Try it: Nothing past the line containing "fn cmd_dashboard(context: &mut" belongs in the output. Copy exactly every line of the data below from the first up to and including it.
** The records follows **
use crate::cli::context::{CommandError, CommandResult, ShellContext};
use crate::cli::output;
use crate::utils::build_info;

use super::CommandDefinition;

pub(crate) fn definitions() -> Vec<CommandDefinition> {
    vec![
        CommandDefinition::new("version", "Show build metadata", "version", cmd_version),
        CommandDefinition::new(
            "help",
            "Show available commands",
            "help [command]",
            cmd_help,
        ),
        CommandDefinition::new("exit", "Exit the shell", "exit", cmd_exit),
    ]
}

fn cmd_version(_context: &mut ShellContext, _args: &[&str]) -> CommandResult {
    let meta = build_info::current();
    output::section("Tally");
    output::info(meta.summary());
    output::info(format!("  Rustc        : {}", meta.rustc));
    Ok(())
}

fn cmd_help(context: &mut ShellContext, args: &[&str]) -> CommandResult {
    if let Some(name) = args.first().map(|name| name.to_lowercase()) {
        match context.command(&name) {
            Some(command) => {
                output::section(command.name);
                output::info(command.description);
                output::info(format!("Usage: {}", command.usage));
            }
            None => context.suggest_command(args[0]),
        }
        return Ok(());
    }

    output::section("Commands");
    for command in context.registry.iter() {
        output::raw(format!("  {:<12} {}", command.name, command.description));
    }
    Ok(())
}

fn cmd_exit(_context: &mut ShellContext, _args: &[&str]) -> CommandResult {
    Err(CommandError::ExitRequested)
}
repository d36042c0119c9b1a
use tally_core::catalog::catalog;

use crate::cli::context::{CommandError, CommandResult, ShellContext};
use crate::cli::output;
use crate::dashboard::DashboardView;

use super::CommandDefinition;

pub(crate) fn definitions() -> Vec<CommandDefinition> {
    vec![
        CommandDefinition::new(
            "dashboard",
            "Show today's metrics, tips and recent entries",
            "dashboard [--json]",
            cmd_dashboard,
        ),
        CommandDefinition::new(
            "add",
            "Record an income entry for today",
            "add <income> [note...]",
            cmd_add,
        ),
    ]
}

fn cmd_dashboard(context: &mut ShellContext, args: &[&str]) -> CommandResult {
    let tenant = context.require_session()?;
    let json = match args {
        [] => false,
        ["--json"] => true,
        _ => {
            return Err(CommandError::InvalidArguments(
                "dashboard [--json]".into(),
            ))
        }
    };

    let view = context.dashboard.view(&tenant, context.locale)?;
    if json {
        output::raw(serde_json::to_string_pretty(&view)?);
    } else {
        render(&view);
    }
    Ok(())
}

fn render(view: &DashboardView) {
    let messages = catalog(view.locale);
    let report = &view.report;

    output::section(format!("{} | {}", view.tenant, report.today));
    output::info(&view.plan_message);
    if report.quota.reached {
        output::warning(messages.quota_reached(report.quota.limit));
    }
    output::info(format!(
        "{}: {:.2}",
        messages.today_income_label, report.today_total
    ));
    output::info(format!("{}: {:.2}", messages.average_7_label, report.average_7));
    output::info(format!(
        "{}: {:.2}",
        messages.average_30_label, report.average_30
    ));
    if let (Some(weak), Some(label)) = (&report.weakest_bucket, &view.weak_label) {
        output::info(format!(
            "{}: {} ({:.2})",
            messages.weak_time_label, label, weak.total
        ));
    }

    output::section(messages.tips_label);
    for tip in &view.suggestions {
        output::raw(format!("  - {tip}"));
    }

    output::section(messages.recent_label);
    for entry in &view.recent {
        output::raw(format!(
            "  {} {:<5} {:>10.2}  {}",
            entry.date_label(),
            entry.time.as_deref().unwrap_or("--:--"),
            entry.income,
            entry.note
        ));
    }
    output::separator();
}

fn cmd_add(context: &mut ShellContext, args: &[&str]) -> CommandResult {
    let tenant = context.require_session()?;
    let Some((income, note)) = args.split_first() else {
        return Err(CommandError::InvalidArguments(
            "add <income> [note...]".into(),
        ));
    };
    let note = note.join(" ");

    let entry = context.dashboard.record_income(&tenant, income, &note)?;
    let quota = context.dashboard.quota_status(&tenant)?;
    let tier = context.dashboard.tenant(&tenant)?.tier;
    let messages = catalog(context.locale);

    output::success(format!(
        "{}: {} {} {:.2}",
        messages.entry_saved,
        entry.date_label(),
        entry.time.as_deref().unwrap_or_default(),
        entry.income
    ));
    output::info(messages.plan_status(&tier, &quota));
    Ok(())
}
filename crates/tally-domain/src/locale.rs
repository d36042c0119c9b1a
use std::fmt;

use serde::{Deserialize, Serialize};

/// Language used for user-facing strings. Chosen by the caller, never by the core.
#[derive(Debug, Clone, Copy, Serialize, Deserialize, PartialEq, Eq, Hash, Default)]
#[serde(rename_all = "lowercase")]
pub enum Locale {
    #[default]
    Ar,
    En,
}

impl Locale {
    pub const ALL: [Locale; 2] = [Locale::Ar, Locale::En];

    /// Resolves a locale code, falling back to Arabic for anything unrecognised.
    pub fn from_code(code: &str) -> Self {
        match code.trim().to_ascii_lowercase().as_str() {
            "en" => Locale::En,
            _ => Locale::Ar,
        }
    }

    pub fn code(self) -> &'static str {
        match self {
            Locale::Ar => "ar",
            Locale::En => "en",
        }
    }
}

impl fmt::Display for Locale {
    fn fmt(&self, f: &mut fmt::Formatter<'_>) -> fmt::Result {
        f.write_str(self.code())
    }
}
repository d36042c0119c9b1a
//! tally-domain
//!
//! Pure domain models (Entry, Tenant, Tier, reports, time buckets).
//! No I/O, no CLI, no storage. Only data types and core enums.

pub mod entry;
pub mod locale;
pub mod report;
pub mod tenant;

pub use entry::*;
pub use locale::*;
pub use report::*;
pub use tenant::*;
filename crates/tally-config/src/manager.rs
use std::{
    fs::{self, File},
    io::Write,
    path::{Path, PathBuf},
};

use serde::{de::DeserializeOwned, Serialize};

use crate::{Config, ConfigError, TenantRegistry};

const CONFIG_FILE: &str = "config.json";
const TENANTS_FILE: &str = "tenants.json";
const TMP_SUFFIX: &str = "tmp";

/// Handles persistence for [`Config`] and the [`TenantRegistry`].
#[derive(Debug, Clone)]
pub struct ConfigManager {
    base_dir: PathBuf,
    config_path: PathBuf,
    tenants_path: PathBuf,
}

impl ConfigManager {
    pub fn with_base_dir(base: PathBuf) -> Result<Self, ConfigError> {
        fs::create_dir_all(&base)?;
        let config_dir = base.join("config");
        fs::create_dir_all(&config_dir)?;
        Ok(Self {
            config_path: config_dir.join(CONFIG_FILE),
            tenants_path: config_dir.join(TENANTS_FILE),
            base_dir: base,
        })
    }

    pub fn base_dir(&self) -> &Path {
        &self.base_dir
    }

    pub fn config_path(&self) -> &Path {
        &self.config_path
    }

    pub fn tenants_path(&self) -> &Path {
        &self.tenants_path
    }

    pub fn load(&self) -> Result<Config, ConfigError> {
        read_json_or_default(&self.config_path)
    }

    pub fn save(&self, config: &Config) -> Result<(), ConfigError> {
        write_json(&self.config_path, config)
    }

    pub fn load_registry(&self) -> Result<TenantRegistry, ConfigError> {
        load_registry(&self.tenants_path)
    }

    pub fn save_registry(&self, registry: &TenantRegistry) -> Result<(), ConfigError> {
        save_registry(&self.tenants_path, registry)
    }

    /// Directory holding ledger files according to `config`.
    pub fn ledger_root(&self, config: &Config) -> PathBuf {
        config.resolve_ledger_root(&self.base_dir)
    }
}

/// Reads a registry file, returning an empty registry when it does not exist.
pub fn load_registry(path: &Path) -> Result<TenantRegistry, ConfigError> {
    read_json_or_default(path)
}

/// Writes a registry file atomically.
pub fn save_registry(path: &Path, registry: &TenantRegistry) -> Result<(), ConfigError> {
    write_json(path, registry)
}

fn read_json_or_default<T: DeserializeOwned + Default>(path: &Path) -> Result<T, ConfigError> {
    if !path.exists() {
        return Ok(T::default());
    }
    let data = fs::read_to_string(path)?;
    serde_json::from_str(&data).map_err(|err| ConfigError::Serde(err.to_string()))
}

fn write_json<T: Serialize>(path: &Path, value: &T) -> Result<(), ConfigError> {
    let json =
        serde_json::to_string_pretty(value).map_err(|err| ConfigError::Serde(err.to_string()))?;
    let tmp = tmp_path(path);
    write_atomic(&tmp, &json)?;
    fs::rename(&tmp, path)?;
    Ok(())
}

fn tmp_path(path: &Path) -> PathBuf {
    let mut tmp = path.to_path_buf();
    let ext = match path.extension().and_then(|ext| ext.to_str()) {
        Some(existing) => format!("{}.{}", existing, TMP_SUFFIX),
        None => TMP_SUFFIX.to_string(),
    };
    tmp.set_extension(ext);
    tmp
}

fn write_atomic(path: &Path, data: &str) -> Result<(), ConfigError> {
    if let Some(parent) = path.parent() {
        fs::create_dir_all(parent)?;
    }
    let mut file = File::create(path)?;
    file.write_all(data.as_bytes())?;
    file.flush()?;
    Ok(())
}
//! Ledger entries and the aggregates derived from them.

use std::collections::BTreeMap;

use chrono::NaiveDate;
use serde::{Deserialize, Serialize};

/// Calendar format used for the `date` column of a ledger.
pub const DATE_FORMAT: &str = "%Y-%m-%d";

/// Wall-clock format used for the `time` column of a ledger.
pub const TIME_FORMAT: &str = "%H:%M";

/// Summed income per calendar date. Dates without entries are absent.
pub type DailyTotals = BTreeMap<NaiveDate, f64>;

/// A single income record in a tenant ledger.
///
/// Entries are immutable once appended; their identity is their position in
/// the ledger.
#[derive(Debug, Clone, Serialize, Deserialize, PartialEq)]
pub struct Entry {
    pub date: NaiveDate,
    /// `HH:MM` in tenant-local time. Legacy rows may carry no time at all.
    #[serde(default, skip_serializing_if = "Option::is_none")]
    pub time: Option<String>,
    pub income: f64,
    #[serde(default)]
    pub note: String,
}

impl Entry {
    pub fn new(
        date: NaiveDate,
        time: Option<String>,
        income: f64,
        note: impl Into<String>,
    ) -> Self {
        let time = time
            .map(|value| value.trim().to_string())
            .filter(|value| !value.is_empty());
        Self {
            date,
            time,
            income,
            note: note.into(),
        }
    }

    /// Hour component of the recorded time, if the time is present and numeric.
    pub fn hour(&self) -> Option<u32> {
        let raw = self.time.as_deref()?;
        raw.split(':').next()?.trim().parse().ok()
    }

    pub fn has_time(&self) -> bool {
        self.time.is_some()
    }

    pub fn is_on(&self, date: NaiveDate) -> bool {
        self.date == date
    }

    /// Date rendered in the ledger's on-disk format.
    pub fn date_label(&self) -> String {
        self.date.format(DATE_FORMAT).to_string()
    }
}

#[cfg(test)]
mod tests {
    use super::*;

    fn day() -> NaiveDate {
        NaiveDate::from_ymd_opt(2024, 3, 1).unwrap()
    }

    #[test]
    fn blank_time_is_normalized_to_none() {
        let entry = Entry::new(day(), Some("  ".into()), 5.0, "");
        assert!(entry.time.is_none());
        assert_eq!(entry.hour(), None);
    }

    #[test]
    fn hour_reads_leading_component() {
        let entry = Entry::new(day(), Some("09:45".into()), 5.0, "");
        assert_eq!(entry.hour(), Some(9));

        let bare = Entry::new(day(), Some("17".into()), 5.0, "");
        assert_eq!(bare.hour(), Some(17));
    }

    #[test]
    fn garbage_time_has_no_hour() {
        let entry = Entry::new(day(), Some("noon".into()), 5.0, "");
        assert!(entry.has_time());
        assert_eq!(entry.hour(), None);
    }

    #[test]
    fn date_label_uses_iso_format() {
        let entry = Entry::new(day(), None, 1.0, "");
        assert_eq!(entry.date_label(), "2024-03-01");
    }
}
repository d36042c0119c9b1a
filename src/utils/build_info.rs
/// Compile-time build metadata produced by `build.rs`.
#[derive(Debug, Clone, Copy)]
pub struct BuildMetadata {
    pub version: &'static str,
    pub git_hash: &'static str,
    pub git_status: &'static str,
    pub timestamp: &'static str,
    pub target: &'static str,
    pub profile: &'static str,
    pub rustc: &'static str,
}

impl BuildMetadata {
    /// One-line summary printed by the `version` command.
    pub fn summary(&self) -> String {
        format!(
            "tally {} ({} {}, {} {}, built {})",
            self.version, self.git_hash, self.git_status, self.target, self.profile, self.timestamp
        )
    }
}

/// Returns the statically-embedded build metadata.
pub fn current() -> BuildMetadata {
    BuildMetadata {
        version: env!("CARGO_PKG_VERSION"),
        git_hash: option_env!("TALLY_BUILD_HASH").unwrap_or("unknown"),
        git_status: option_env!("TALLY_BUILD_STATUS").unwrap_or("unknown"),
        timestamp: option_env!("TALLY_BUILD_TIMESTAMP").unwrap_or("unknown"),
        target: option_env!("TALLY_BUILD_TARGET").unwrap_or("unknown"),
        profile: option_env!("TALLY_BUILD_PROFILE").unwrap_or("unknown"),
        rustc: option_env!("TALLY_BUILD_RUSTC").unwrap_or("unknown"),
    }
}
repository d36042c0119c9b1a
//! Shell state, dispatch and error reporting.

use std::io;

use dialoguer::{theme::ColorfulTheme, Password};
use strsim::levenshtein;
use tally_config::{default_base_dir, Config, ConfigManager};
use tally_core::catalog::catalog;
use tally_domain::Locale;

use crate::{
    dashboard::Dashboard,
    errors::{CliError, TallyError},
};

use super::commands::{self, CommandDefinition, CommandRegistry};
use super::output;

#[derive(Debug, Clone, Copy, PartialEq, Eq)]
pub enum CliMode {
    Interactive,
    Script,
}

#[derive(Debug, Clone, Copy, PartialEq, Eq)]
pub(crate) enum LoopControl {
    Continue,
    Exit,
}

#[derive(Debug, thiserror::Error)]
pub enum CommandError {
    #[error("Not logged in. Use `login <tenant>` first.")]
    NotLoggedIn,
    /// Carries the usage line of the command that rejected its arguments.
    #[error("Invalid arguments. Usage: {0}")]
    InvalidArguments(String),
    #[error("A password is required in script mode")]
    SecretRequired,
    #[error(transparent)]
    Core(#[from] TallyError),
    #[error(transparent)]
    Io(#[from] io::Error),
    #[error(transparent)]
    Serde(#[from] serde_json::Error),
    #[error(transparent)]
    Dialoguer(#[from] dialoguer::Error),
    #[error("exit requested")]
    ExitRequested,
}

pub type CommandResult = Result<(), CommandError>;

impl CommandError {
    /// Message for the shell user in `locale`. I/O and encoding failures stay in English.
    pub fn localized(&self, locale: Locale) -> String {
        let messages = catalog(locale);
        match self {
            CommandError::NotLoggedIn => messages.not_logged_in.to_string(),
            CommandError::InvalidArguments(usage) => messages.invalid_arguments(usage),
            CommandError::SecretRequired => messages.secret_required.to_string(),
            CommandError::Core(err) => err.localized(locale),
            other => other.to_string(),
        }
    }
}

pub struct ShellContext {
    pub mode: CliMode,
    pub registry: CommandRegistry,
    pub theme: ColorfulTheme,
    pub dashboard: Dashboard,
    pub config_manager: Option<ConfigManager>,
    pub config: Config,
    pub session: Option<String>,
    pub locale: Locale,
    pub running: bool,
}

impl ShellContext {
    /// Opens the installation under `TALLY_HOME` (or `~/.tally`).
    pub fn new(mode: CliMode) -> Result<Self, CliError> {
        let manager = ConfigManager::with_base_dir(default_base_dir())?;
        let config = manager.load()?;
        let dashboard = Dashboard::open(&manager, &config)?;
        let mut context = Self::with_dashboard(mode, dashboard, config);
        context.config_manager = Some(manager);
        Ok(context)
    }

    /// Builds a shell around an already wired dashboard. Locale changes are not persisted.
    pub fn with_dashboard(mode: CliMode, dashboard: Dashboard, config: Config) -> Self {
        Self {
            mode,
            registry: CommandRegistry::new(commands::all_definitions()),
            theme: ColorfulTheme::default(),
            dashboard,
            locale: config.locale(),
            config,
            config_manager: None,
            session: None,
            running: true,
        }
    }

    pub fn prompt(&self) -> String {
        match &self.session {
            Some(tenant) => format!("tally[{tenant}]> "),
            None => "tally> ".to_string(),
        }
    }

    pub(crate) fn command_names(&self) -> Vec<&'static str> {
        self.registry.names().collect()
    }

    pub(crate) fn command(&self, name: &str) -> Option<&CommandDefinition> {
        self.registry.get(name)
    }

    pub(crate) fn dispatch(
        &mut self,
        command: &str,
        raw: &str,
        args: &[&str],
    ) -> Result<LoopControl, CommandError> {
        if let Some(definition) = self.registry.get(command) {
            let handler = definition.handler;
            match handler(self, args) {
                Ok(()) => Ok(LoopControl::Continue),
                Err(CommandError::ExitRequested) => Ok(LoopControl::Exit),
                Err(err) => Err(err),
            }
        } else {
            self.suggest_command(raw);
            Ok(LoopControl::Continue)
        }
    }

    #[cfg(test)]
    pub(crate) fn process_line(&mut self, line: &str) -> Result<LoopControl, CommandError> {
        super::shell::handle_line(self, line)
    }

    pub(crate) fn suggest_command(&self, input: &str) {
        let messages = catalog(self.locale);
        output::warning(messages.unknown_command(input));

        let mut suggestions: Vec<_> = self
            .registry
            .names()
            .map(|key| (levenshtein(key, input), key))
            .collect();
        suggestions.sort_by_key(|(distance, _)| *distance);

        if let Some((distance, best)) = suggestions.first() {
            if *distance <= 3 {
                output::info(messages.suggestion(best));
            }
        }
    }

    pub(crate) fn report_error(&self, err: CommandError) -> Result<(), CliError> {
        match err {
            CommandError::ExitRequested => Ok(()),
            CommandError::InvalidArguments(_) => {
                output::error(err.localized(self.locale));
                output::info(catalog(self.locale).help_hint);
                Ok(())
            }
            CommandError::Core(ref core) => {
                tracing::debug!(error = %core, "command failed");
                output::error(err.localized(self.locale));
                Ok(())
            }
            other => {
                output::error(other.localized(self.locale));
                Ok(())
            }
        }
    }

    /// Tenant id of the active session.
    pub(crate) fn require_session(&self) -> Result<String, CommandError> {
        self.session.clone().ok_or(CommandError::NotLoggedIn)
    }

    /// Reads a secret from `args[index]`, prompting for it in interactive mode.
    pub(crate) fn secret_arg(
        &self,
        args: &[&str],
        index: usize,
        label: &str,
    ) -> Result<String, CommandError> {
        if let Some(value) = args.get(index) {
            return Ok((*value).to_string());
        }
        match self.mode {
            CliMode::Interactive => Password::with_theme(&self.theme)
                .with_prompt(label)
                .interact()
                .map_err(CommandError::from),
            CliMode::Script => Err(CommandError::SecretRequired),
        }
    }

    pub(crate) fn set_locale(&mut self, locale: Locale) -> CommandResult {
        self.locale = locale;
        self.config.locale = locale.code().to_string();
        if let Some(manager) = &self.config_manager {
            manager.save(&self.config).map_err(TallyError::from)?;
        }
        Ok(())
    }
}

#[cfg(test)]
mod tests {
    use std::sync::Arc;

    use chrono::NaiveDateTime;
    use tally_core::{
        hash_password,
        storage::{LedgerStorage, MemoryLedgerStorage, MemoryTenantDirectory},
        FixedClock,
    };
    use tally_domain::{Tenant, Tier};

    use super::*;

    struct SharedLedgers(Arc<MemoryLedgerStorage>);

    impl LedgerStorage for SharedLedgers {
        fn ensure(&self, ledger: &str) -> Result<(), tally_core::CoreError> {
            self.0.ensure(ledger)
        }

        fn read_all(&self, ledger: &str) -> Result<Vec<tally_domain::Entry>, tally_core::CoreError> {
            self.0.read_all(ledger)
        }

        fn append(
            &self,
            ledger: &str,
            entry: &tally_domain::Entry,
        ) -> Result<(), tally_core::CoreError> {
            self.0.append(ledger, entry)
        }
    }

    fn shell() -> (ShellContext, Arc<MemoryLedgerStorage>) {
        let ledgers = Arc::new(MemoryLedgerStorage::new());
        let tenants = MemoryTenantDirectory::new([Tenant::new(
            "cafe3",
            hash_password("1234").unwrap(),
            Tier::Basic,
        )]);
        let now = NaiveDateTime::parse_from_str("2024-05-10 09:30:00", "%Y-%m-%d %H:%M:%S").unwrap();
        let dashboard = Dashboard::new(
            Box::new(SharedLedgers(Arc::clone(&ledgers))),
            Box::new(tenants),
            Box::new(FixedClock(now)),
        );
        (
            ShellContext::with_dashboard(CliMode::Script, dashboard, Config::default()),
            ledgers,
        )
    }

    #[test]
    fn add_requires_a_session() {
        let (mut context, _) = shell();
        assert!(matches!(
            context.process_line("add 10"),
            Err(CommandError::NotLoggedIn)
        ));
    }

    #[test]
    fn login_add_and_quota_flow() {
        let (mut context, ledgers) = shell();
        context.process_line("login cafe3 1234").unwrap();
        assert_eq!(context.session.as_deref(), Some("cafe3"));
        assert_eq!(context.prompt(), "tally[cafe3]> ");

        context.process_line("add 25.5 \"morning rush\"").unwrap();
        let entries = ledgers.read_all("cafe3").unwrap();
        assert_eq!(entries.len(), 1);
        assert_eq!(entries[0].note, "morning rush");
        assert_eq!(entries[0].time.as_deref(), Some("09:30"));

        assert!(matches!(
            context.process_line("add 3"),
            Err(CommandError::Core(TallyError::QuotaExceeded { .. }))
        ));
        assert_eq!(ledgers.read_all("cafe3").unwrap().len(), 1);
    }

    #[test]
    fn failed_login_keeps_session_closed() {
        let (mut context, _) = shell();
        let err = context.process_line("login cafe3 nope").unwrap_err();
        assert!(matches!(
            err,
            CommandError::Core(TallyError::InvalidCredentials)
        ));
        assert!(context.session.is_none());
    }

    #[test]
    fn lang_switches_locale_without_manager() {
        let (mut context, _) = shell();
        assert_eq!(context.locale, Locale::Ar);
        context.process_line("lang en").unwrap();
        assert_eq!(context.locale, Locale::En);
        assert_eq!(context.config.locale, "en");
    }

    #[test]
    fn exit_stops_the_loop() {
        let (mut context, _) = shell();
        assert_eq!(context.process_line("exit").unwrap(), LoopControl::Exit);
        assert!(!context.running);
    }

    #[test]
    fn command_errors_follow_the_shell_locale() {
        let (mut context, _) = shell();
        let err = context.process_line("add 10").unwrap_err();
        assert_eq!(err.localized(Locale::Ar), "سجّل الدخول أولاً (login <tenant>)");
        assert_eq!(
            err.localized(Locale::En),
            "Not logged in. Use `login <tenant>` first."
        );

        let err = context.process_line("login").unwrap_err();
        assert_eq!(
            err.localized(Locale::Ar),
            "مدخلات غير صحيحة. الاستخدام: login <tenant> [password]"
        );

        let err = context.process_line("login cafe3").unwrap_err();
        assert!(matches!(err, CommandError::SecretRequired));
        assert_eq!(err.localized(Locale::Ar), "كلمة المرور مطلوبة في وضع السكربت");
    }

    #[test]
    fn unknown_commands_are_not_errors() {
        let (mut context, _) = shell();
        assert_eq!(
            context.process_line("dashbord").unwrap(),
            LoopControl::Continue
        );
    }
}
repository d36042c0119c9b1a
use std::io;

use thiserror::Error;

#[derive(Debug, Error)]
pub enum ConfigError {
    #[error("I/O error: {0}")]
    Io(#[from] io::Error),

    #[error("Serialization error: {0}")]
    Serde(String),
}
//! # Command Argument Parser
//!
//! Splits the text following a slash-command into positional arguments.
//! Two shapes exist: a fixed arity (exactly N whitespace-separated tokens)
//! and the variable tail used by `/explain`, where the last token is the
//! word limit and every token before it forms the topic.
//!
//! Parsing never validates values; it only checks shape.

use crate::errors::CommandError;

/// Raw arguments of `/add <first_name> <class> <age>`
#[derive(Debug, Clone, PartialEq, Eq)]
pub struct AddArgs<'a> {
    pub first_name: &'a str,
    pub class_name: &'a str,
    pub age: &'a str,
}

/// Raw arguments of `/explain <topic...> <word_limit>`
#[derive(Debug, Clone, PartialEq, Eq)]
pub struct ExplainArgs<'a> {
    pub topic: String,
    pub word_limit: &'a str,
}

/// Split `text` on whitespace and require exactly `arity` tokens
pub fn split_fixed<'a>(
    text: &'a str,
    arity: usize,
    usage: &'static str,
) -> Result<Vec<&'a str>, CommandError> {
    let tokens: Vec<&str> = text.split_whitespace().collect();
    if tokens.len() != arity {
        return Err(CommandError::Arity { usage });
    }
    Ok(tokens)
}

pub fn parse_add(text: &str) -> Result<AddArgs<'_>, CommandError> {
    let tokens = split_fixed(text, 3, "add-usage")?;
    Ok(AddArgs {
        first_name: tokens[0],
        class_name: tokens[1],
        age: tokens[2],
    })
}

/// Returns the single class token
pub fn parse_tag(text: &str) -> Result<&str, CommandError> {
    let tokens = split_fixed(text, 1, "tag-usage")?;
    Ok(tokens[0])
}

/// The last token is the limit; the rest, joined by single spaces, is the topic
pub fn parse_explain(text: &str) -> Result<ExplainArgs<'_>, CommandError> {
    let tokens: Vec<&str> = text.split_whitespace().collect();
    match tokens.split_last() {
        Some((word_limit, topic)) if !topic.is_empty() => Ok(ExplainArgs {
            topic: topic.join(" "),
            word_limit: *word_limit,
        }),
        _ => Err(CommandError::Arity {
            usage: "explain-usage",
        }),
    }
}

/// `/alert` only accepts the literal `everyone`
pub fn parse_alert(text: &str) -> Result<(), CommandError> {
    let tokens = split_fixed(text, 1, "alert-usage")?;
    if tokens[0] != "everyone" {
        return Err(CommandError::Arity {
            usage: "alert-usage",
        });
    }
    Ok(())
}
** End of The records **
Answer for this exercise:
use crate::cli::context::{CommandError, CommandResult, ShellContext};
use crate::cli::output;
use crate::utils::build_info;

use super::CommandDefinition;

pub(crate) fn definitions() -> Vec<CommandDefinition> {
    vec![
        CommandDefinition::new("version", "Show build metadata", "version", cmd_version),
        CommandDefinition::new(
            "help",
            "Show available commands",
            "help [command]",
            cmd_help,
        ),
        CommandDefinition::new("exit", "Exit the shell", "exit", cmd_exit),
    ]
}

fn cmd_version(_context: &mut ShellContext, _args: &[&str]) -> CommandResult {
    let meta = build_info::current();
    output::section("Tally");
    output::info(meta.summary());
    output::info(format!("  Rustc        : {}", meta.rustc));
    Ok(())
}

fn cmd_help(context: &mut ShellContext, args: &[&str]) -> CommandResult {
    if let Some(name) = args.first().map(|name| name.to_lowercase()) {
        match context.command(&name) {
            Some(command) => {
                output::section(command.name);
                output::info(command.description);
                output::info(format!("Usage: {}", command.usage));
            }
            None => context.suggest_command(args[0]),
        }
        return Ok(());
    }

    output::section("Commands");
    for command in context.registry.iter() {
        output::raw(format!("  {:<12} {}", command.name, command.description));
    }
    Ok(())
}

fn cmd_exit(_context: &mut ShellContext, _args: &[&str]) -> CommandResult {
    Err(CommandError::ExitRequested)
}
repository d36042c0119c9b1a
use tally_core::catalog::catalog;

use crate::cli::context::{CommandError, CommandResult, ShellContext};
use crate::cli::output;
use crate::dashboard::DashboardView;

use super::CommandDefinition;

pub(crate) fn definitions() -> Vec<CommandDefinition> {
    vec![
        CommandDefinition::new(
            "dashboard",
            "Show today's metrics, tips and recent entries",
            "dashboard [--json]",
            cmd_dashboard,
        ),
        CommandDefinition::new(
            "add",
            "Record an income entry for today",
            "add <income> [note...]",
            cmd_add,
        ),
    ]
}

fn cmd_dashboard(context: &mut ShellContext, args: &[&str]) -> CommandResult {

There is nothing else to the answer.